The new and rather compact 999.11cc parallel-twin engine has been developed for this bike. Its tight dimensions have allowed for the low seat height as well as an impressive ground clearance of 250mm.
It makes 87hp and 91.9Nm of torque, or pulling power, and is enjoyably smooth. Power delivery is thoroughly linear and performance is strong, but not quite breathtaking due to the bike's hefty weight.
The automatic gearbox is surprisingly friendly. It takes a while to get used to, but the DCT is delightfully smooth. To set off, all you have to do is select D mode and gently open the throttle. It moves off the blocks without hesitation, and the gears shift smoothly with a refined click. But, D mode soon feels a bit pedestrian and you'll soon find yourself shifting to the Sport modes. The gearbox shifts at higher revs here, but remains intuitive nevertheless. Manual mode is also available but it's far easier to use the paddles only when you need a shift.
Shift speed is quick enough, but not blisteringly so like in dual-clutch gearboxes from Porsche and Audi. That said, the gearbox is quite adept at selecting the right gear, be it when cruising on highways, attacking some fast curves, or even a spot of mild off-roading.
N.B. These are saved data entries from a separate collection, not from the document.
//! Financial Modeling Prep API 클라이언트.
//!
//! FMP REST API 에서 상장 종목 목록, fundamental 서브 리소스, 일봉
//! OHLC 이력을 조회합니다.
//!
//! # API 키 관리
//!
//! API 키는 환경변수 `FMP_API_KEY` 로 주입하고 쿼리 파라미터로
//! 전달합니다.
//!
//! # 사용 예제
//!
//! ```rust,ignore
//! use finsync_data::provider::{FmpClient, FundamentalResource, MarketDataProvider};
//!
//! let client = FmpClient::from_env().expect("FMP_API_KEY 필요");
//! let quote = client.fetch_fundamental(FundamentalResource::Quote, "AAPL").await?;
//! ```

use async_trait::async_trait;
use chrono::{Datelike, NaiveDate, Utc};
use serde_json::Value;

use finsync_core::{InstrumentKind, RawListing};

use crate::error::{DataError, Result};
use crate::provider::{FundamentalResource, MarketDataProvider};

const DEFAULT_BASE_URL: &str = "https://financialmodelingprep.com";

/// FMP API 클라이언트.
#[derive(Clone)]
pub struct FmpClient {
    client: reqwest::Client,
    api_key: String,
    base_url: String,
}

impl FmpClient {
    /// 새로운 FMP 클라이언트 생성.
    pub fn new(api_key: impl Into<String>) -> Self {
        Self {
            client: reqwest::Client::builder()
                .timeout(std::time::Duration::from_secs(30))
                .build()
                .expect("HTTP 클라이언트 생성 실패"),
            api_key: api_key.into(),
            base_url: DEFAULT_BASE_URL.to_string(),
        }
    }

    /// 환경변수 `FMP_API_KEY` 에서 키를 로드하여 클라이언트 생성.
    pub fn from_env() -> Option<Self> {
        std::env::var("FMP_API_KEY").ok().map(Self::new)
    }

    /// Base URL 교체 (테스트용).
    pub fn with_base_url(mut self, base_url: impl Into<String>) -> Self {
        self.base_url = base_url.into();
        self
    }

    /// API 요청 실행.
    async fn get_json(&self, path: &str, params: &[(&str, String)]) -> Result<Value> {
        let url = format!("{}{}", self.base_url, path);

        tracing::debug!(path = path, "FMP API 요청");

        let response = self
            .client
            .get(&url)
            .query(params)
            .query(&[("apikey", self.api_key.as_str())])
            .send()
            .await?;

        if !response.status().is_success() {
            let status = response.status().as_u16();
            let body = response.text().await.unwrap_or_default();
            return Err(DataError::UpstreamStatus { status, body });
        }

        Ok(response.json().await?)
    }
}

/// 서브 리소스별 엔드포인트 경로와 쿼리 파라미터.
fn resource_request(
    resource: FundamentalResource,
    symbol: &str,
) -> (String, Vec<(&'static str, String)>) {
    use FundamentalResource::*;

    match resource {
        Profile => (format!("/api/v3/profile/{symbol}"), Vec::new()),
        Quote => (format!("/api/v3/quote/{symbol}"), Vec::new()),
        DividendHistory => (
            format!("/api/v3/historical-price-full/stock_dividend/{symbol}"),
            Vec::new(),
        ),
        EmployeeCount => (
            "/api/v4/historical/employee_count".to_string(),
            vec![("symbol", symbol.to_string())],
        ),
        SplitHistory => (
            format!("/api/v3/historical-price-full/stock_split/{symbol}"),
            Vec::new(),
        ),
        Peers => (
            "/api/v4/stock_peers".to_string(),
            vec![("symbol", symbol.to_string())],
        ),
        InstitutionalHolders => (
            "/api/v4/institutional-ownership/institutional-holders/symbol-ownership-percent"
                .to_string(),
            vec![
                ("symbol", symbol.to_string()),
                (
                    "date",
                    latest_quarter_end(Utc::now().date_naive())
                        .format("%Y-%m-%d")
                        .to_string(),
                ),
            ],
        ),
        RevenueProductSegmentation => (
            "/api/v4/revenue-product-segmentation".to_string(),
            vec![("symbol", symbol.to_string()), ("structure", "flat".to_string())],
        ),
        RevenueGeographicSegmentation => (
            "/api/v4/revenue-geographic-segmentation".to_string(),
            vec![("symbol", symbol.to_string()), ("structure", "flat".to_string())],
        ),
        AnalystEstimates => (format!("/api/v3/analyst-estimates/{symbol}"), Vec::new()),
        EtfInfo => (
            "/api/v4/etf-info".to_string(),
            vec![("symbol", symbol.to_string())],
        ),
        EtfHoldings => (format!("/api/v3/etf-holder/{symbol}"), Vec::new()),
        EtfCountryWeightings => (
            format!("/api/v3/etf-country-weightings/{symbol}"),
            Vec::new(),
        ),
    }
}

/// 가장 최근에 끝난 분기의 마지막 날짜.
///
/// 기관 보유 현황 조회의 기준 분기로 사용합니다.
pub fn latest_quarter_end(today: NaiveDate) -> NaiveDate {
    let (year, month) = (today.year(), today.month());
    match month {
        1..=3 => NaiveDate::from_ymd_opt(year - 1, 12, 31),
        4..=6 => NaiveDate::from_ymd_opt(year, 3, 31),
        7..=9 => NaiveDate::from_ymd_opt(year, 6, 30),
        _ => NaiveDate::from_ymd_opt(year, 9, 30),
    }
    .expect("유효한 분기 말 날짜")
}

#[async_trait]
impl MarketDataProvider for FmpClient {
    fn name(&self) -> &str {
        "fmp"
    }

    async fn list_instruments(&self, kind: InstrumentKind) -> Result<Vec<RawListing>> {
        let path = match kind {
            InstrumentKind::Stock => "/api/v3/available-traded/list",
            InstrumentKind::Etf => "/api/v3/etf/list",
        };

        let payload = self.get_json(path, &[]).await?;
        let listings: Vec<RawListing> = serde_json::from_value(payload)?;

        tracing::debug!(universe = %kind, count = listings.len(), "상장 목록 조회 완료");

        Ok(listings)
    }

    async fn fetch_fundamental(
        &self,
        resource: FundamentalResource,
        symbol: &str,
    ) -> Result<Value> {
        let (path, params) = resource_request(resource, symbol);
        self.get_json(&path, &params).await
    }

    async fn fetch_daily_history(
        &self,
        symbol: &str,
        start: NaiveDate,
        end: NaiveDate,
    ) -> Result<Value> {
        let path = format!("/api/v3/historical-price-full/{symbol}");
        let params = vec![
            ("from", start.format("%Y-%m-%d").to_string()),
            ("to", end.format("%Y-%m-%d").to_string()),
        ];
        self.get_json(&path, &params).await
    }
}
The Africa Twin's underpinnings and wire-spoke wheels are inspired by the CRF 450 Rally. The tyre size is telling of this motorcycle's off-road intent, but we wish Honda offered tubeless tyre-compatible rims as an option. The majority of customers, at least in our market, probably aren't off-road enthusiasts and tubeless tyres are far easier to fix when the inevitable puncture arrives.
Nevertheless, the Africa Twin is easily one of the most capable off-road machines on sale in India. The automatic gearbox allows you to focus on controlling the bike while the traction control and rear ABS can be deactivated if you want a more engaging ride. A high-mounted airbox and intake means the Africa Twin can ford fairly deep water crossings as well. Ultimately though, despite the low-centred mass, this 242kg bike is still hefty, and demands an experienced hand to extract its full potential.
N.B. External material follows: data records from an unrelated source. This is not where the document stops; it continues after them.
//! 테스트 헬퍼: scripted provider 와 임시 저장소.

use std::collections::HashMap;

use async_trait::async_trait;
use chrono::NaiveDate;
use serde_json::Value;

use finsync_core::{InstrumentKind, RawListing};
use finsync_data::error::{DataError, Result as DataResult};
use finsync_data::provider::{FundamentalResource, MarketDataProvider};
use finsync_data::storage::{open_universe_db, InstrumentStore, SeriesStore};

/// 임시 디렉터리에 유니버스 DB 를 열고 두 저장소 핸들 반환.
pub(crate) async fn open_test_stores() -> (tempfile::TempDir, InstrumentStore, SeriesStore) {
    let dir = tempfile::tempdir().unwrap();
    let pool = open_universe_db(&dir.path().join("test.db"), false)
        .await
        .unwrap();

    let store = InstrumentStore::new(pool.clone());
    let series = SeriesStore::new(pool);
    store.init().await.unwrap();
    series.init().await.unwrap();

    (dir, store, series)
}

/// 리소스별 응답을 미리 지정해 두는 scripted provider.
///
/// 등록되지 않은 조회는 NotFound, `with_failure` 로 지정한 리소스는
/// 항상 FetchError 를 반환합니다.
#[derive(Default)]
pub(crate) struct MockProvider {
    listings: Vec<RawListing>,
    fundamentals: HashMap<(FundamentalResource, String), Value>,
    histories: HashMap<String, Value>,
    fail_resources: Vec<FundamentalResource>,
}

impl MockProvider {
    pub(crate) fn new() -> Self {
        Self::default()
    }

    pub(crate) fn with_listings(mut self, listings: Vec<RawListing>) -> Self {
        self.listings = listings;
        self
    }

    pub(crate) fn with_fundamental(
        mut self,
        resource: FundamentalResource,
        symbol: &str,
        payload: Value,
    ) -> Self {
        self.fundamentals
            .insert((resource, symbol.to_string()), payload);
        self
    }

    pub(crate) fn with_history(mut self, symbol: &str, payload: Value) -> Self {
        self.histories.insert(symbol.to_string(), payload);
        self
    }

    pub(crate) fn with_failure(mut self, resource: FundamentalResource) -> Self {
        self.fail_resources.push(resource);
        self
    }
}

#[async_trait]
impl MarketDataProvider for MockProvider {
    fn name(&self) -> &str {
        "mock"
    }

    async fn list_instruments(&self, _kind: InstrumentKind) -> DataResult<Vec<RawListing>> {
        Ok(self.listings.clone())
    }

    async fn fetch_fundamental(
        &self,
        resource: FundamentalResource,
        symbol: &str,
    ) -> DataResult<Value> {
        if self.fail_resources.contains(&resource) {
            return Err(DataError::FetchError("scripted failure".to_string()));
        }

        self.fundamentals
            .get(&(resource, symbol.to_string()))
            .cloned()
            .ok_or_else(|| DataError::NotFound(format!("{}:{}", resource.as_str(), symbol)))
    }

    async fn fetch_daily_history(
        &self,
        symbol: &str,
        _start: NaiveDate,
        _end: NaiveDate,
    ) -> DataResult<Value> {
        self.histories
            .get(symbol)
            .cloned()
            .ok_or_else(|| DataError::NotFound(symbol.to_string()))
    }
}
On the road, the bike impresses with an impervious feel. Potholes, even crater-sized ones, are simply swallowed up. But while this is quite a quick machine on tarmac, there are better, faster road-biased adventure bikes out there. The suspension also feels a bit too squishy for spirited riding through the hills. Fettling with the suspension settings should improve this, but the fact remains that the Africa Twin gets happier as the roads worsen.
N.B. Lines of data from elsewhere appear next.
//! Fundamental 데이터 수집 모듈.
//!
//! 심볼 하나에 대해 고정된 서브 리소스 목록을 조회하고, 성공한
//! 응답만 골라 하나의 flat 레코드로 접습니다.
//!
//! ## 실패 격리
//!
//! - 서브 리소스 하나의 실패(네트워크, 키 누락, 모양 불일치)는 해당
//!   추출만 건너뛰고 나머지에 영향을 주지 않습니다.
//! - 이번 사이클에 채워지지 않은 컬럼은 이전 값을 유지합니다.
//!
//! ## 값 정규화
//!
//! - 비율/금액 스칼라는 소수 둘째 자리 반올림
//! - null 은 타입에 맞는 센티넬로 치환 (텍스트 "n/a", 숫자 0) —
//!   컬럼에 NULL 이 저장되는 일은 없습니다.

use serde_json::Value;

use finsync_core::{etf_provider_slug, ColumnValue, InstrumentKind};
use finsync_data::provider::{FundamentalResource, MarketDataProvider};
use finsync_data::storage::InstrumentStore;

use crate::Result;

/// 주식 유니버스 서브 리소스 목록.
const STOCK_RESOURCES: &[FundamentalResource] = &[
    FundamentalResource::Profile,
    FundamentalResource::Quote,
    FundamentalResource::DividendHistory,
    FundamentalResource::EmployeeCount,
    FundamentalResource::SplitHistory,
    FundamentalResource::Peers,
    FundamentalResource::InstitutionalHolders,
    FundamentalResource::RevenueProductSegmentation,
    FundamentalResource::RevenueGeographicSegmentation,
    FundamentalResource::AnalystEstimates,
];

/// ETF 유니버스 서브 리소스 목록.
const ETF_RESOURCES: &[FundamentalResource] = &[
    FundamentalResource::EtfInfo,
    FundamentalResource::EtfHoldings,
    FundamentalResource::EtfCountryWeightings,
    FundamentalResource::Quote,
    FundamentalResource::DividendHistory,
    FundamentalResource::InstitutionalHolders,
];

/// 심볼 하나의 fundamental 레코드 수집/저장.
///
/// 저장된 컬럼 수를 반환합니다. 수집된 데이터가 없으면 0.
pub async fn sync_symbol_fundamentals(
    store: &InstrumentStore,
    provider: &dyn MarketDataProvider,
    kind: InstrumentKind,
    symbol: &str,
    fetch_symbol: &str,
) -> Result<usize> {
    let resources = match kind {
        InstrumentKind::Stock => STOCK_RESOURCES,
        InstrumentKind::Etf => ETF_RESOURCES,
    };

    let mut record: Vec<(String, ColumnValue)> = Vec::new();

    for resource in resources {
        match provider.fetch_fundamental(*resource, fetch_symbol).await {
            Ok(payload) => extract_resource(kind, *resource, &payload, &mut record),
            Err(e) => {
                tracing::debug!(
                    symbol = symbol,
                    resource = resource.as_str(),
                    error = %e,
                    "서브 리소스 조회 실패, 건너뜀"
                );
            }
        }
    }

    if record.is_empty() {
        tracing::debug!(symbol = symbol, "수집된 fundamental 데이터 없음");
        return Ok(0);
    }

    let columns = record.len();
    store.apply_row(symbol, &record).await?;

    tracing::debug!(symbol = symbol, columns = columns, "fundamental 레코드 저장");
    Ok(columns)
}

/// 서브 리소스 응답을 레코드 컬럼으로 변환.
///
/// 기대한 모양이 아니거나 비어 있으면 해당 리소스만 건너뜁니다.
fn extract_resource(
    kind: InstrumentKind,
    resource: FundamentalResource,
    payload: &Value,
    record: &mut Vec<(String, ColumnValue)>,
) {
    if payload_is_empty(payload) {
        return;
    }

    match resource {
        FundamentalResource::Profile => extract_profile(payload, record),
        FundamentalResource::Quote => extract_quote(kind, payload, record),
        FundamentalResource::DividendHistory => {
            let column = match kind {
                InstrumentKind::Stock => "stock_dividend",
                InstrumentKind::Etf => "etf_dividend",
            };
            push_blob(record, column, payload);
        }
        FundamentalResource::EmployeeCount => {
            push_blob(record, "history_employee_count", payload)
        }
        FundamentalResource::SplitHistory => {
            if let Some(historical) = payload.get("historical") {
                if !payload_is_empty(historical) {
                    push_blob(record, "stock_split", historical);
                }
            }
        }
        FundamentalResource::Peers => extract_peers(payload, record),
        FundamentalResource::InstitutionalHolders => push_blob(record, "shareholders", payload),
        FundamentalResource::RevenueProductSegmentation => {
            push_blob(record, "revenue_product_segmentation", payload)
        }
        FundamentalResource::RevenueGeographicSegmentation => {
            push_blob(record, "revenue_geographic_segmentation", payload)
        }
        FundamentalResource::AnalystEstimates => push_blob(record, "analyst_estimates", payload),
        FundamentalResource::EtfInfo => extract_etf_info(payload, record),
        FundamentalResource::EtfHoldings => extract_etf_holdings(payload, record),
        FundamentalResource::EtfCountryWeightings => {
            push_blob(record, "country_weightings", payload)
        }
    }
}

/// 기업 프로필: JSON blob + 요약 스칼라 승격.
fn extract_profile(payload: &Value, record: &mut Vec<(String, ColumnValue)>) {
    let Some(first) = payload.as_array().and_then(|a| a.first()) else {
        return;
    };

    push_blob(record, "profile", payload);
    push(record, "beta", number_or_zero(first.get("beta")));
    push(record, "country", text_or_na(first.get("country")));
    push(record, "sector", text_or_na(first.get("sector")));
    push(record, "industry", text_or_na(first.get("industry")));
    push(
        record,
        "discounted_cash_flow",
        round2_or_zero(first.get("dcf")),
    );
}

/// 시세 요약: JSON blob + 유니버스별 스칼라 승격.
fn extract_quote(kind: InstrumentKind, payload: &Value, record: &mut Vec<(String, ColumnValue)>) {
    let Some(first) = payload.as_array().and_then(|a| a.first()) else {
        return;
    };

    push_blob(record, "quote", payload);
    push(record, "price", number_or_zero(first.get("price")));
    push(
        record,
        "changesPercentage",
        round2_or_zero(first.get("changesPercentage")),
    );
    push(record, "marketCap", number_or_zero(first.get("marketCap")));
    push(record, "volume", number_or_zero(first.get("volume")));
    push(record, "avgVolume", number_or_zero(first.get("avgVolume")));

    match kind {
        InstrumentKind::Stock => {
            push(record, "eps", number_or_zero(first.get("eps")));
            push(record, "pe", number_or_zero(first.get("pe")));
        }
        InstrumentKind::Etf => {
            push(record, "eps", round2_or_zero(first.get("eps")));
            push(record, "pe", round2_or_zero(first.get("pe")));
            push(
                record,
                "previousClose",
                number_or_zero(first.get("previousClose")),
            );
        }
    }
}

/// 동종 기업 목록: 빈 문자열을 제거한 배열을 blob 으로 저장.
fn extract_peers(payload: &Value, record: &mut Vec<(String, ColumnValue)>) {
    let Some(peers) = payload
        .as_array()
        .and_then(|a| a.first())
        .and_then(|first| first.get("peersList"))
        .and_then(|list| list.as_array())
    else {
        return;
    };

    let filtered: Vec<Value> = peers
        .iter()
        .filter(|peer| peer.as_str() != Some(""))
        .cloned()
        .collect();

    push_blob(record, "stock_peers", &Value::Array(filtered));
}

/// ETF 기본 정보: JSON blob + 운용사 슬러그 등 스칼라 승격.
fn extract_etf_info(payload: &Value, record: &mut Vec<(String, ColumnValue)>) {
    let Some(first) = payload.as_array().and_then(|a| a.first()) else {
        return;
    };

    push_blob(record, "profile", payload);
    push(record, "inceptionDate", text_or_na(first.get("inceptionDate")));

    let name = first.get("name").and_then(|v| v.as_str()).unwrap_or("");
    push(
        record,
        "etfProvider",
        ColumnValue::Text(etf_provider_slug(name).to_string()),
    );

    push(record, "expenseRatio", round2_or_zero(first.get("expenseRatio")));
    push(record, "totalAssets", number_or_zero(first.get("aum")));
}

/// ETF 보유 종목: JSON blob + 보유 종목 수 승격.
fn extract_etf_holdings(payload: &Value, record: &mut Vec<(String, ColumnValue)>) {
    let Some(holdings) = payload.as_array() else {
        return;
    };

    push_blob(record, "holding", payload);
    push(
        record,
        "numberOfHoldings",
        ColumnValue::Integer(holdings.len() as i64),
    );
}

/// 빈 응답 (null, 빈 배열/객체) 여부.
fn payload_is_empty(payload: &Value) -> bool {
    match payload {
        Value::Null => true,
        Value::Array(items) => items.is_empty(),
        Value::Object(map) => map.is_empty(),
        _ => false,
    }
}

fn push(record: &mut Vec<(String, ColumnValue)>, name: &str, value: ColumnValue) {
    record.push((name.to_string(), value));
}

/// payload 를 JSON 텍스트 blob 컬럼으로 저장.
fn push_blob(record: &mut Vec<(String, ColumnValue)>, name: &str, payload: &Value) {
    match serde_json::to_string(payload) {
        Ok(blob) => push(record, name, ColumnValue::Text(blob)),
        Err(e) => tracing::debug!(column = name, error = %e, "JSON 직렬화 실패"),
    }
}

/// 텍스트 스칼라. null/누락/빈 문자열 → "n/a".
fn text_or_na(value: Option<&Value>) -> ColumnValue {
    match value.and_then(|v| v.as_str()) {
        Some(s) if !s.is_empty() => ColumnValue::Text(s.to_string()),
        _ => ColumnValue::Text("n/a".to_string()),
    }
}

/// 숫자 스칼라. null/누락 → 0.
fn number_or_zero(value: Option<&Value>) -> ColumnValue {
    match value {
        Some(v) => {
            if let Some(i) = v.as_i64() {
                ColumnValue::Integer(i)
            } else if let Some(f) = v.as_f64() {
                ColumnValue::Real(f)
            } else {
                ColumnValue::Integer(0)
            }
        }
        None => ColumnValue::Integer(0),
    }
}

/// 소수 둘째 자리 반올림 숫자. null/누락 → 0.
fn round2_or_zero(value: Option<&Value>) -> ColumnValue {
    match value.and_then(|v| v.as_f64()) {
        Some(f) => ColumnValue::Real(round2(f)),
        None => ColumnValue::Real(0.0),
    }
}

fn round2(x: f64) -> f64 {
    (x * 100.0).round() / 100.0
}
What's clear is that the Africa Twin is worth the asking price. Localised assembly has helped Honda price the Africa Twin at ₹13.06 lakh (ex-showroom, Delhi) which puts it in the same ballpark as the Ducati Multistrada 950 and the Triumph Tiger 800 range. The DCT transmission is pleasant to use and quite easy to get used to as well. While the initial lot of 50 motorcycles has already found owners, more bikes are expected to come in over the next few months, with HMSI ordering the CKD kits as the demand arises. Until Honda decides to offer the conventional gearbox, the Africa Twin could remain a niche player in its segment. But for those with an open mind, this is a really likeable motorcycle.